Task item -> Start at the line in the entries below that contains "the rules disagree", stop at the line that contains "if cell.signals.warning(threat) == Some(true)", and output exactly the lines in that span, both ends included.

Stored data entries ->
================================
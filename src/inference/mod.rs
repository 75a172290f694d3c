//! Rule engine - turns percept history into certainty about cells
//!
//! `observe` folds one turn's percepts into the store, runs the ordered rule
//! list to a fixed point, checks the result is still consistent, and then
//! refreshes the probability estimates.

pub mod estimate;
pub mod rules;

pub use estimate::{global_estimate, local_estimate, update_estimates};
pub use rules::{Deduction, Rule, RULES};

use serde::{Deserialize, Serialize};
use tracing::{debug, info, warn};

use crate::core::error::{AgentError, Result};
use crate::core::types::{Coord, Direction};
use crate::knowledge::{BeliefStore, Signals, Threat, ThreatStatus};

/// Where and which way the last arrow flew
#[derive(Debug, Clone, Copy, PartialEq, Eq, Serialize, Deserialize)]
pub struct ShotRecord {
    pub origin: Coord,
    pub direction: Direction,
}

/// Everything the engine needs from one turn
#[derive(Debug, Clone, Copy, PartialEq)]
pub struct Observation {
    pub position: Coord,
    pub signals: Signals,
    pub scream: bool,
    /// The shot fired by the previous action, if any
    pub shot: Option<ShotRecord>,
    /// A movement epoch elapsed since the previous turn
    pub wumpuses_moved: bool,
}

/// What a call to [`observe`] did
#[derive(Debug, Clone, Default, PartialEq, Serialize)]
pub struct InferenceReport {
    pub passes: u32,
    pub changes: u32,
    pub kill: Option<Coord>,
}

/// Fold one observation into the store.
pub fn observe(store: &mut BeliefStore, obs: &Observation, pit_prior: f32) -> Result<InferenceReport> {
    let mut report = InferenceReport::default();

    match (obs.shot, obs.scream) {
        (Some(shot), true) => report.kill = resolve_kill(store, shot)?,
        // Beliefs about the line are stale once the wumpuses have moved
        (Some(shot), false) if !obs.wumpuses_moved => resolve_miss(store, shot)?,
        (Some(_), false) => {}
        (None, true) => {
            return Err(AgentError::violation("scream heard without a shot"));
        }
        (None, false) => {}
    }

    if obs.wumpuses_moved {
        debug!("wumpuses may have moved, forgetting wumpus beliefs");
        store.invalidate_wumpuses();
    }

    store.mark_visited(obs.position, obs.signals)?;
    if obs.signals.glitter == Some(true) {
        store.set_gold_location(obs.position)?;
    }

    let (passes, changes) = run_to_fixed_point(store)?;
    report.passes = passes;
    report.changes = changes;

    verify(store)?;
    update_estimates(store, pit_prior)?;
    Ok(report)
}

/// Apply [`RULES`] pass after pass until nothing changes.
///
/// Returns `(passes, changes)`. Every cell/threat pair can strengthen at
/// most twice, so more than `4 * N^2 + 1` passes means the rules disagree
/// with each other.
pub fn run_to_fixed_point(store: &mut BeliefStore) -> Result<(u32, u32)> {
    let size = store.size();
    let limit = 4u32.saturating_mul(size).saturating_mul(size).saturating_add(1);
    let mut passes = 0;
    let mut changes = 0;

    loop {
        if passes >= limit {
            return Err(AgentError::violation(format!(
                "no fixed point after {} passes",
                passes
            )));
        }
        passes += 1;

        let mut changed = false;
        for rule in RULES.iter() {
            for deduction in (rule.apply)(store) {
                if store.set_status(deduction.coord, deduction.threat, deduction.status)? {
                    debug!(
                        rule = deduction.rule,
                        coord = %deduction.coord,
                        threat = ?deduction.threat,
                        status = ?deduction.status,
                        "deduction"
                    );
                    changes += 1;
                    changed = true;
                }
            }
        }

        if !changed {
            return Ok((passes, changes));
        }
    }
}

/// Check that the store still admits a world consistent with every record.
pub fn verify(store: &BeliefStore) -> Result<()> {
    for cell in store.visited_cells() {
        for threat in Threat::ALL {
            if cell.signals.warning(threat) == Some(true)
                && rules::candidates(store, cell.coord, threat).is_empty()
            {
                return Err(AgentError::violation(format!(
                    "{:?} signal at {} has no possible source",
                    threat, cell.coord
                )));
            }
        }
    }

    for threat in Threat::ALL {
        if let Some(known) = store.known_count(threat) {
            let confirmed = store.confirmed_present(threat).len() as u32;
            if confirmed > known {
                return Err(AgentError::violation(format!(
                    "{} confirmed {:?} cells but only {} exist",
                    confirmed, threat, known
                )));
            }
        }
    }
    Ok(())
}

/// Cells an arrow crosses, nearest first
pub fn arrow_line(store: &BeliefStore, shot: ShotRecord) -> Vec<Coord> {
    let mut line = Vec::new();
    let mut current = shot.origin.step(shot.direction);
    while store.in_bounds(current) {
        line.push(current);
        current = current.step(shot.direction);
    }
    line
}

fn resolve_kill(store: &mut BeliefStore, shot: ShotRecord) -> Result<Option<Coord>> {
    let victim = arrow_line(store, shot).into_iter().find(|c| {
        store
            .status(*c, Threat::Wumpus)
            .map(|s| s != ThreatStatus::ConfirmedAbsent)
            .unwrap_or(false)
    });

    match victim {
        Some(coord) => {
            store.record_kill(coord)?;
            info!(coord = %coord, remaining = store.remaining_wumpuses(), "wumpus killed");
            Ok(Some(coord))
        }
        None => {
            // Beliefs have decayed since the shot; count the kill only.
            store.record_unplaced_kill()?;
            warn!(
                remaining = store.remaining_wumpuses(),
                "scream heard but no cell on the arrow line could hold a wumpus"
            );
            Ok(None)
        }
    }
}

fn resolve_miss(store: &mut BeliefStore, shot: ShotRecord) -> Result<()> {
    for coord in arrow_line(store, shot) {
        store.set_status(coord, Threat::Wumpus, ThreatStatus::ConfirmedAbsent)?;
    }
    debug!(origin = %shot.origin, direction = ?shot.direction, "arrow missed");
    Ok(())
}

#[cfg(test)]
mod tests {
    use super::*;

    fn quiet_at(x: i32, y: i32) -> Observation {
        Observation {
            position: Coord::new(x, y),
            signals: Signals::observed(false, false, false),
            scream: false,
            shot: None,
            wumpuses_moved: false,
        }
    }

    #[test]
    fn test_quiet_start_makes_neighbors_safe() {
        let mut store = BeliefStore::new(4, 1, None, 1);
        let report = observe(&mut store, &quiet_at(0, 0), 0.2).unwrap();

        assert!(report.changes > 0);
        for c in [Coord::new(0, 1), Coord::new(1, 0)] {
            assert_eq!(store.safety(c).unwrap(), crate::knowledge::Safety::Safe);
        }
    }

    #[test]
    fn test_single_candidate_in_corner() {
        // Breeze at (0,0); the quiet cell (2,0) clears (1,0)
        let mut store = BeliefStore::new(4, 0, None, 0);
        let mut obs = quiet_at(0, 0);
        obs.signals = Signals::observed(true, false, false);
        observe(&mut store, &obs, 0.2).unwrap();
        observe(&mut store, &quiet_at(2, 0), 0.2).unwrap();

        assert_eq!(
            store.status(Coord::new(1, 0), Threat::Pit).unwrap(),
            ThreatStatus::ConfirmedAbsent
        );
        assert_eq!(
            store.status(Coord::new(0, 1), Threat::Pit).unwrap(),
            ThreatStatus::ConfirmedPresent
        );
    }

    #[test]
    fn test_two_by_two_pit_by_elimination() {
        let mut store = BeliefStore::new(2, 0, None, 0);
        let mut obs = quiet_at(0, 0);
        obs.signals = Signals::observed(true, false, false);
        observe(&mut store, &obs, 0.2).unwrap();
        observe(&mut store, &quiet_at(1, 0), 0.2).unwrap();

        assert_eq!(
            store.status(Coord::new(0, 1), Threat::Pit).unwrap(),
            ThreatStatus::ConfirmedPresent
        );
        assert_eq!(
            store.safety(Coord::new(1, 1)).unwrap(),
            crate::knowledge::Safety::Safe
        );
    }

    #[test]
    fn test_fixed_point_is_idempotent() {
        let mut store = BeliefStore::new(4, 1, None, 1);
        observe(&mut store, &quiet_at(0, 0), 0.2).unwrap();
        let (passes, changes) = run_to_fixed_point(&mut store).unwrap();
        assert_eq!(passes, 1);
        assert_eq!(changes, 0);
    }

    #[test]
    fn test_scream_attributes_kill_to_first_candidate() {
        let mut store = BeliefStore::new(4, 1, None, 1);
        let mut obs = quiet_at(0, 0);
        obs.signals = Signals::observed(false, true, false);
        observe(&mut store, &obs, 0.2).unwrap();

        store.spend_arrow().unwrap();
        let mut obs = quiet_at(0, 0);
        obs.scream = true;
        obs.shot = Some(ShotRecord {
            origin: Coord::new(0, 0),
            direction: Direction::East,
        });
        obs.signals = Signals::observed(false, false, false);
        let report = observe(&mut store, &obs, 0.2).unwrap();

        assert_eq!(report.kill, Some(Coord::new(1, 0)));
        assert_eq!(store.remaining_wumpuses(), 0);
        assert!(store.confirmed_present(Threat::Wumpus).is_empty());
        // Global closure after the last kill
        assert!(store
            .cells()
            .all(|c| c.status(Threat::Wumpus) == ThreatStatus::ConfirmedAbsent));
    }

    #[test]
    fn test_missed_shot_clears_the_line() {
        let mut store = BeliefStore::new(4, 1, None, 1);
        let mut obs = quiet_at(0, 0);
        obs.signals = Signals::observed(false, true, false);
        observe(&mut store, &obs, 0.2).unwrap();

        store.spend_arrow().unwrap();
        obs.shot = Some(ShotRecord {
            origin: Coord::new(0, 0),
            direction: Direction::East,
        });
        observe(&mut store, &obs, 0.2).unwrap();

        for x in 1..4 {
            assert_eq!(
                store.status(Coord::new(x, 0), Threat::Wumpus).unwrap(),
                ThreatStatus::ConfirmedAbsent
            );
        }
        // The stench now has one candidate left
        assert_eq!(
            store.status(Coord::new(0, 1), Threat::Wumpus).unwrap(),
            ThreatStatus::ConfirmedPresent
        );
    }

    #[test]
    fn test_scream_without_shot_is_violation() {
        let mut store = BeliefStore::new(4, 1, None, 1);
        let mut obs = quiet_at(0, 0);
        obs.scream = true;
        assert!(matches!(
            observe(&mut store, &obs, 0.2),
            Err(AgentError::ConsistencyViolation(_))
        ));
    }

    #[test]
    fn test_unexplainable_signal_is_violation() {
        let mut store = BeliefStore::new(3, 0, None, 0);
        observe(&mut store, &quiet_at(0, 0), 0.2).unwrap();
        // A stench in a world with no wumpus left
        let mut obs = quiet_at(1, 0);
        obs.signals = Signals::observed(false, true, false);
        assert!(observe(&mut store, &obs, 0.2).is_err());
    }

    #[test]
    fn test_moving_wumpus_decay() {
        let mut store = BeliefStore::new(4, 1, None, 1);
        observe(&mut store, &quiet_at(0, 0), 0.2).unwrap();

        let mut obs = quiet_at(1, 0);
        obs.wumpuses_moved = true;
        obs.signals = Signals::observed(false, true, false);
        observe(&mut store, &obs, 0.2).unwrap();

        // (0,1) was wumpus-free before the move; now only pits stay known
        let cell = store.get(Coord::new(0, 1)).unwrap();
        assert_eq!(cell.status(Threat::Pit), ThreatStatus::ConfirmedAbsent);
        assert_eq!(cell.status(Threat::Wumpus), ThreatStatus::Unknown);
        assert_eq!(
            store.status(Coord::new(2, 0), Threat::Wumpus).unwrap(),
            ThreatStatus::Possible
        );
    }

    #[test]
    fn test_glitter_sets_gold_location() {
        let mut store = BeliefStore::new(4, 1, None, 1);
        let mut obs = quiet_at(0, 0);
        obs.signals = Signals::observed(false, false, true);
        observe(&mut store, &obs, 0.2).unwrap();
        assert_eq!(store.gold_location(), Some(Coord::new(0, 0)));
    }
}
================================
Output ->
/// most twice, so more than `4 * N^2 + 1` passes means the rules disagree
/// with each other.
pub fn run_to_fixed_point(store: &mut BeliefStore) -> Result<(u32, u32)> {
    let size = store.size();
    let limit = 4u32.saturating_mul(size).saturating_mul(size).saturating_add(1);
    let mut passes = 0;
    let mut changes = 0;

    loop {
        if passes >= limit {
            return Err(AgentError::violation(format!(
                "no fixed point after {} passes",
                passes
            )));
        }
        passes += 1;

        let mut changed = false;
        for rule in RULES.iter() {
            for deduction in (rule.apply)(store) {
                if store.set_status(deduction.coord, deduction.threat, deduction.status)? {
                    debug!(
                        rule = deduction.rule,
                        coord = %deduction.coord,
                        threat = ?deduction.threat,
                        status = ?deduction.status,
                        "deduction"
                    );
                    changes += 1;
                    changed = true;
                }
            }
        }

        if !changed {
            return Ok((passes, changes));
        }
    }
}

/// Check that the store still admits a world consistent with every record.
pub fn verify(store: &BeliefStore) -> Result<()> {
    for cell in store.visited_cells() {
        for threat in Threat::ALL {
            if cell.signals.warning(threat) == Some(true)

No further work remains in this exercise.